Single-cell ATAC-seq was performed on 21 KD samples, including 3 non-KD (control) and 18 acute KD patients, to chart the single-cell epigenetic landscape and uncover regulatory pathways affecting immune metabolism in KD. Cells underwent rigorous quality control based on transcription start site (TSS) scores and the number of fragments (nFrag). We employed Latent Semantic Indexing and Uniform Manifold Approximation and Projection (UMAP) for cell clustering, focusing on T cells for further analysis.

Results:

Analysis of 18,123 cells post-quality control revealed five distinct cell clusters. Four subclusters were discerned within T cells, including CD4+ and CD8+ T cells. Subsequent clustering and Gene Ontology (GO) pathway analysis on CD8+ T cells highlighted a significant upregulation in glucuronate metabolic pathways, particularly cellular glucuronidation (GO:0052695) and glucuronate metabolic process (GO:0019585).
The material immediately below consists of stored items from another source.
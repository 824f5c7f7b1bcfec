//! Timestamp recognition for the text tokenizer.
//!
//! Three families are tried, each against the *start* of the remaining
//! input, longest/most-specific match first so that a bare digit run isn't
//! mistaken for a truncated timestamp:
//!
//! 1. `Mon D HH:MM:SS[.fff][Z|±HH:MM]` — syslog style, e.g. `Jan 12 06:49:42`.
//! 2. ISO-8601 date or date-time — `2005-03-18`, `2005-03-18 14:01:43`,
//!    `2014-08-16T13:00:00.000+0000`.
//! 3. Epoch seconds — a run of 10 or more digits followed by a non-digit
//!    (or end of input). Shorter digit runs are left for the integer
//!    matcher; they're too ambiguous with port numbers, PIDs, etc.

const MONTHS: [&str; 12] = [
    "Jan", "Feb", "Mar", "Apr", "May", "Jun", "Jul", "Aug", "Sep", "Oct", "Nov", "Dec",
];

/// Attempt to match a timestamp at the start of `rest`. Returns the number
/// of bytes consumed.
pub fn try_timestamp(rest: &str) -> Option<usize> {
    try_month_day_time(rest)
        .or_else(|| try_iso8601(rest))
        .or_else(|| try_epoch(rest))
}

fn try_month_day_time(rest: &str) -> Option<usize> {
    let bytes = rest.as_bytes();
    let month = MONTHS.iter().find(|m| rest.starts_with(*m))?;
    let mut pos = month.len();
    if bytes.get(pos) != Some(&b' ') {
        return None;
    }
    pos += 1;
    let day_len = take_digits(&bytes[pos..], 1, 2)?;
    pos += day_len;

    if bytes.get(pos) != Some(&b' ') {
        return None;
    }
    pos += 1;

    pos += take_time_of_day(&bytes[pos..])?;
    Some(pos)
}

fn try_iso8601(rest: &str) -> Option<usize> {
    let bytes = rest.as_bytes();
    let mut pos = 0;

    pos += take_digits(&bytes[pos..], 4, 4)?;
    if bytes.get(pos) != Some(&b'-') {
        return None;
    }
    pos += 1;
    pos += take_digits(&bytes[pos..], 2, 2)?;
    if bytes.get(pos) != Some(&b'-') {
        return None;
    }
    pos += 1;
    pos += take_digits(&bytes[pos..], 2, 2)?;

    // A bare date is a valid ISO-8601 timestamp on its own.
    match bytes.get(pos) {
        Some(b'T') | Some(b' ') => {
            let sep_pos = pos + 1;
            if let Some(consumed) = take_time_of_day(&bytes[sep_pos..]) {
                return Some(sep_pos + consumed);
            }
            Some(pos)
        }
        _ => Some(pos),
    }
}

/// `HH:MM:SS[.fff][Z | (+|-)HH:MM]`, not including a leading separator.
fn take_time_of_day(bytes: &[u8]) -> Option<usize> {
    let mut pos = 0;
    pos += take_digits(&bytes[pos..], 2, 2)?;
    if bytes.get(pos) != Some(&b':') {
        return None;
    }
    pos += 1;
    pos += take_digits(&bytes[pos..], 2, 2)?;
    if bytes.get(pos) != Some(&b':') {
        return None;
    }
    pos += 1;
    pos += take_digits(&bytes[pos..], 2, 2)?;

    if bytes.get(pos) == Some(&b'.') {
        let frac_start = pos + 1;
        let frac_len = take_digits(&bytes[frac_start..], 1, 9).unwrap_or(0);
        if frac_len > 0 {
            pos = frac_start + frac_len;
        }
    }

    match bytes.get(pos) {
        Some(b'Z') => pos += 1,
        Some(b'+') | Some(b'-') => {
            let tz_start = pos + 1;
            if let Some(h) = take_digits(&bytes[tz_start..], 2, 2) {
                let mut tz_pos = tz_start + h;
                if bytes.get(tz_pos) == Some(&b':') {
                    tz_pos += 1;
                }
                if let Some(m) = take_digits(&bytes[tz_pos..], 2, 2) {
                    pos = tz_pos + m;
                }
            }
        }
        _ => {}
    }

    Some(pos)
}

fn try_epoch(rest: &str) -> Option<usize> {
    let bytes = rest.as_bytes();
    let digits = take_digits(bytes, 10, usize::MAX)?;
    // Must not be immediately followed by another digit (handled by
    // take_digits' greediness) and must not look like the start of an
    // IPv4/version-style dotted run.
    if bytes.get(digits) == Some(&b'.') {
        return None;
    }
    Some(digits)
}

/// Consume between `min` and `max` ASCII digits from the start of `bytes`.
/// Returns `None` if fewer than `min` digits are present.
fn take_digits(bytes: &[u8], min: usize, max: usize) -> Option<usize> {
    let mut n = 0;
    while n < max && bytes.get(n).is_some_and(u8::is_ascii_digit) {
        n += 1;
    }
    if n >= min {
        Some(n)
    } else {
        None
    }
}
//! Hand-written, regex-free sequential scanner.
//!
//! [`Scanner`] converts a raw log line, or a JSON log envelope, into a
//! [`Sequence`] of [`logpattern_token::Token`]s in one left-to-right pass
//! with O(1) lookahead. Lexical category detection is a flat priority chain
//! of `try_*` functions (see [`classify`] and [`timestamp`]), never a
//! generated state machine or a regex engine — this is the one place in the
//! toolchain where dispatch order is itself part of the public contract.

mod classify;
mod error;
mod json;
mod text;
mod timestamp;

pub use error::{JsonError, JsonErrorKind, LexError};

use logpattern_token::{Config, Sequence};

/// Per-consumer, non-shared tokenizer. Each `scan*` call clears and refills
/// an internal scratch buffer, then returns an owned clone of it — the
/// buffer is retained across calls purely to amortize allocation, not as
/// part of the public contract, so passing a `Sequence` to another thread
/// after the call returns is always safe.
pub struct Scanner {
    config: Config,
    buffer: Sequence,
}

impl Scanner {
    pub fn new(config: Config) -> Self {
        Scanner {
            config,
            buffer: Vec::new(),
        }
    }

    pub fn config(&self) -> &Config {
        &self.config
    }

    /// Tokenize one line of free-form text.
    ///
    /// `is_pattern` recognizes `%tag%` placeholders instead of lexing their
    /// contents; `anchors` are byte offsets that force a token boundary.
    pub fn scan(
        &mut self,
        line: &str,
        is_pattern: bool,
        anchors: &[usize],
    ) -> Result<Sequence, LexError> {
        self.buffer.clear();
        text::scan_into(&mut self.buffer, line, is_pattern, anchors, &self.config)?;
        Ok(self.buffer.clone())
    }

    /// Flatten a JSON object into `key=value` token pairs.
    pub fn scan_json(&mut self, line: &str) -> Result<Sequence, JsonError> {
        self.buffer.clear();
        json::scan_json_into(&mut self.buffer, line, &self.config)?;
        Ok(self.buffer.clone())
    }

    /// Flatten a JSON object the same way as [`Scanner::scan_json`], but
    /// retain `{ } [ ] " , :` as literal punctuation tokens.
    pub fn scan_json_preserve(&mut self, line: &str) -> Result<Sequence, JsonError> {
        self.buffer.clear();
        json::scan_json_preserve_into(&mut self.buffer, line, &self.config)?;
        Ok(self.buffer.clone())
    }
}

#[cfg(test)]
mod tests {
    use super::*;

    #[test]
    fn successive_scans_do_not_leak_tokens_across_calls() {
        let mut scanner = Scanner::new(Config::default());
        let first = scanner.scan("alpha beta", false, &[]).unwrap();
        let second = scanner.scan("gamma", false, &[]).unwrap();
        assert_eq!(first.len(), 2);
        assert_eq!(second.len(), 1);
    }

    #[test]
    fn scan_json_round_trips_a_simple_envelope() {
        let mut scanner = Scanner::new(Config::default());
        let seq = scanner.scan_json(r#"{"user":"alice","retries":3}"#).unwrap();
        assert_eq!(seq[0].value, "user");
        assert_eq!(seq[4].value, "retries");
    }
}
//! Integration tests for the PostgreSQL backends.
//!
//! # Requirements
//!
//! - Docker must be running (testcontainers launches a PostgreSQL container)
//! - Feature flag `postgres` must be enabled (it is by default)
//! - `DELIVERY_TEST_CONTAINERS=1` must be set; otherwise every test returns early
//!
//! # Running
//!
//! ```sh
//! DELIVERY_TEST_CONTAINERS=1 cargo test --test postgres_tests
//! ```
//!
//! # Test isolation
//!
//! All tests share a single PostgreSQL container (via `OnceLock`). Each test
//! holds a process-wide lock, creates a fresh `PgPool` and truncates the
//! tables before running.

#![cfg(feature = "postgres")]

use axum::http::StatusCode;
use axum_test::TestServer;
use chrono::{DateTime, Duration, TimeZone, Utc};
use delivery::config::DatabaseConfig;
use delivery::prelude::*;
use delivery::storage::postgres::{connect, ensure_schema};
use serde_json::json;
use sqlx::PgPool;
use std::sync::{Mutex, MutexGuard, OnceLock};
use testcontainers::runners::AsyncRunner;
use testcontainers_modules::postgres::Postgres;

// ---------------------------------------------------------------------------
// Shared test environment (single container, fresh pool per test)
// ---------------------------------------------------------------------------

const OPT_IN_ENV: &str = "DELIVERY_TEST_CONTAINERS";

/// Holds the testcontainer handle (keeps it alive) and the connection URL.
struct PgTestEnv {
    _container: testcontainers::ContainerAsync<Postgres>,
    connection_url: String,
}

/// Initialized once per test binary; must outlive individual tokio runtimes.
static TEST_ENV: OnceLock<PgTestEnv> = OnceLock::new();

/// Serializes tests sharing the database.
static DB_LOCK: Mutex<()> = Mutex::new(());

async fn init_pg_env() -> &'static PgTestEnv {
    if let Some(env) = TEST_ENV.get() {
        return env;
    }

    let container = Postgres::default()
        .start()
        .await
        .expect("Failed to start PostgreSQL container, is Docker running?");

    let host = container.get_host().await.unwrap();
    let port = container.get_host_port_ipv4(5432).await.unwrap();
    let url = format!("postgres://postgres:postgres@{}:{}/postgres", host, port);

    let _ = TEST_ENV.set(PgTestEnv {
        _container: container,
        connection_url: url,
    });
    TEST_ENV.get().unwrap()
}

/// A fresh pool on clean tables, or `None` when container tests are not enabled.
async fn pg_pool() -> Option<(MutexGuard<'static, ()>, PgPool)> {
    if std::env::var(OPT_IN_ENV).is_err() {
        eprintln!("skipping: set {} to run PostgreSQL tests", OPT_IN_ENV);
        return None;
    }

    let guard = DB_LOCK.lock().unwrap_or_else(|poisoned| poisoned.into_inner());
    let env = init_pg_env().await;

    let config = DatabaseConfig {
        url: Some(env.connection_url.clone()),
        max_connections: 2,
    };
    let pool = connect(&config).await.expect("Failed to connect to PostgreSQL");
    ensure_schema(&pool).await.expect("Failed to create schema");

    sqlx::query("TRUNCATE TABLE orders, filtered_orders, log_entries RESTART IDENTITY")
        .execute(&pool)
        .await
        .expect("Failed to truncate tables");

    Some((guard, pool))
}

fn base_time() -> DateTime<Utc> {
    Utc.with_ymd_and_hms(2099, 6, 1, 10, 0, 0).unwrap()
}

fn new_order(name: &str, district: &str, at: DateTime<Utc>) -> NewOrder {
    NewOrder {
        name: name.to_string(),
        weight: 12.5,
        district: district.to_string(),
        delivery_date_time: at,
    }
}

async fn mirror_contents(pool: &PgPool) -> Vec<(i32, DateTime<Utc>)> {
    sqlx::query_as::<_, (i32, DateTime<Utc>)>(
        "SELECT id, delivery_date_time FROM filtered_orders ORDER BY id",
    )
    .fetch_all(pool)
    .await
    .unwrap()
}

// ---------------------------------------------------------------------------
// Schema
// ---------------------------------------------------------------------------

#[tokio::test]
async fn test_ensure_schema_is_idempotent() {
    let Some((_guard, pool)) = pg_pool().await else {
        return;
    };

    ensure_schema(&pool).await.unwrap();
    ensure_schema(&pool).await.unwrap();
}

// ---------------------------------------------------------------------------
// PostgresOrderStore
// ---------------------------------------------------------------------------

#[tokio::test]
async fn test_store_crud_round_trip() {
    let Some((_guard, pool)) = pg_pool().await else {
        return;
    };
    let store = PostgresOrderStore::new(pool);

    let created = store
        .create(new_order("Test Name", "Test District", base_time()))
        .await
        .unwrap();
    assert_eq!(created.id, 1);

    let fetched = store.get(created.id).await.unwrap().unwrap();
    assert_eq!(fetched, created);

    let updated = store
        .update(created.id, new_order("Renamed", "North", base_time() + Duration::hours(1)))
        .await
        .unwrap()
        .unwrap();
    assert_eq!(updated.id, created.id);
    assert_eq!(updated.name, "Renamed");

    let deleted = store.delete(created.id).await.unwrap().unwrap();
    assert_eq!(deleted, updated);

    assert!(store.get(created.id).await.unwrap().is_none());
    assert!(store.delete(created.id).await.unwrap().is_none());
    assert!(
        store
            .update(created.id, new_order("Ghost", "North", base_time()))
            .await
            .unwrap()
            .is_none()
    );
}

#[tokio::test]
async fn test_store_list_window_and_district() {
    let Some((_guard, pool)) = pg_pool().await else {
        return;
    };
    let store = PostgresOrderStore::new(pool);
    let base = base_time();

    for (name, district, offset) in [
        ("First", "Center", 0),
        ("Second", "Center", 30),
        ("Third", "North", 10),
        ("Fourth", "Center", 31),
        ("Fifth", "Center", -1),
    ] {
        store
            .create(new_order(name, district, base + Duration::minutes(offset)))
            .await
            .unwrap();
    }

    let ids = |orders: Vec<Order>| orders.into_iter().map(|o| o.id).collect::<Vec<_>>();

    let all = store.list(&OrderFilter::default()).await.unwrap();
    assert_eq!(ids(all), vec![1, 2, 3, 4, 5]);

    let window = store
        .list(&OrderFilter::new(Some(base), None))
        .await
        .unwrap();
    assert_eq!(ids(window), vec![1, 2, 3]);

    let both = store
        .list(&OrderFilter::new(Some(base), Some("Center".to_string())))
        .await
        .unwrap();
    assert_eq!(ids(both), vec![1, 2]);

    let district_only = store
        .list(&OrderFilter::new(None, Some("North".to_string())))
        .await
        .unwrap();
    assert_eq!(ids(district_only), vec![3]);
}

// ---------------------------------------------------------------------------
// PostgresMirror
// ---------------------------------------------------------------------------

#[tokio::test]
async fn test_mirror_replaces_and_clamps() {
    let Some((_guard, pool)) = pg_pool().await else {
        return;
    };
    let mirror = PostgresMirror::new(pool.clone(), MirrorBounds::default());
    let ancient = Utc.with_ymd_and_hms(1500, 1, 1, 0, 0, 0).unwrap();

    mirror
        .replace(&[
            new_order("Old", "Center", ancient).with_id(7),
            new_order("New", "Center", base_time()).with_id(9),
        ])
        .await
        .unwrap();

    assert_eq!(
        mirror_contents(&pool).await,
        vec![(7, MirrorBounds::default().min_date), (9, base_time())]
    );

    mirror
        .replace(&[new_order("Only", "North", base_time()).with_id(3)])
        .await
        .unwrap();
    assert_eq!(mirror_contents(&pool).await, vec![(3, base_time())]);

    mirror.replace(&[]).await.unwrap();
    assert!(mirror_contents(&pool).await.is_empty());
}

#[tokio::test]
async fn test_mirror_failure_rolls_back() {
    let Some((_guard, pool)) = pg_pool().await else {
        return;
    };
    let mirror = PostgresMirror::new(pool.clone(), MirrorBounds::default());

    mirror
        .replace(&[new_order("Kept", "Center", base_time()).with_id(1)])
        .await
        .unwrap();

    // Duplicate primary key fails the second insert
    let duplicate = new_order("Dup", "Center", base_time()).with_id(2);
    let result = mirror.replace(&[duplicate.clone(), duplicate]).await;
    assert!(result.is_err());

    assert_eq!(mirror_contents(&pool).await, vec![(1, base_time())]);
}

// ---------------------------------------------------------------------------
// PostgresLogSink
// ---------------------------------------------------------------------------

#[tokio::test]
async fn test_log_sink_gates_and_inserts() {
    let Some((_guard, pool)) = pg_pool().await else {
        return;
    };
    let sink = std::sync::Arc::new(PostgresLogSink::new(pool.clone(), Severity::Information));
    let logger = Logger::new("delivery::orders", sink.clone());

    assert!(!sink.accepts(Severity::Debug));
    logger.log(Severity::Debug, "dropped", None).await;
    logger.info("Order 1 created").await;
    logger
        .error("Error fetching orders", &anyhow::anyhow!("timeout"))
        .await;

    let rows = sqlx::query_as::<_, (String, String, String, String)>(
        "SELECT level, message, source, exception FROM log_entries ORDER BY id",
    )
    .fetch_all(&pool)
    .await
    .unwrap();

    assert_eq!(
        rows,
        vec![
            (
                "Information".to_string(),
                "Order 1 created".to_string(),
                "delivery::orders".to_string(),
                String::new(),
            ),
            (
                "Error".to_string(),
                "Error fetching orders".to_string(),
                "delivery::orders".to_string(),
                "timeout".to_string(),
            ),
        ]
    );
}

// ---------------------------------------------------------------------------
// Full service over PostgreSQL
// ---------------------------------------------------------------------------

#[tokio::test]
async fn test_rest_over_postgres() {
    let Some((_guard, pool)) = pg_pool().await else {
        return;
    };

    let router = ServerBuilder::new()
        .with_order_store(PostgresOrderStore::new(pool.clone()))
        .with_mirror(PostgresMirror::new(pool.clone(), MirrorBounds::default()))
        .with_log_sink(PostgresLogSink::new(pool.clone(), Severity::Information))
        .build()
        .unwrap();
    let server = TestServer::try_new(router).unwrap();

    let created = server
        .post("/orders")
        .json(&json!({
            "name": "Test Name",
            "weight": 50,
            "district": "Test District",
            "deliveryDateTime": "2099-06-01T10:00:00Z",
        }))
        .await;
    created.assert_status(StatusCode::CREATED);

    let listed = server
        .get("/orders")
        .add_query_param("district", "Test District")
        .await;
    listed.assert_status_ok();
    assert_eq!(listed.json::<Vec<OrderDto>>().len(), 1);
    assert_eq!(mirror_contents(&pool).await, vec![(1, base_time())]);

    server
        .get("/orders")
        .add_query_param("district", "123")
        .await
        .assert_status_bad_request();

    let (count,): (i64,) = sqlx::query_as("SELECT COUNT(*) FROM log_entries")
        .fetch_one(&pool)
        .await
        .unwrap();
    assert!(count >= 4);
}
Additionally, essential differentially accessible genes (DAGs) such as UGT1A8 and UGT1A10, which play a crucial role in immune metabolism alterations within CD8+ T cell subclusters, were identified.

Conclusion:

Our findings reveal significant alterations in glucuronate metabolism and immune cell metabolism in KD. This study not only enhances our understanding of KD's pathophysiology but also opens avenues for developing targeted treatments, showcasing the power of single-cell multi-omics in unraveling complex disease processes.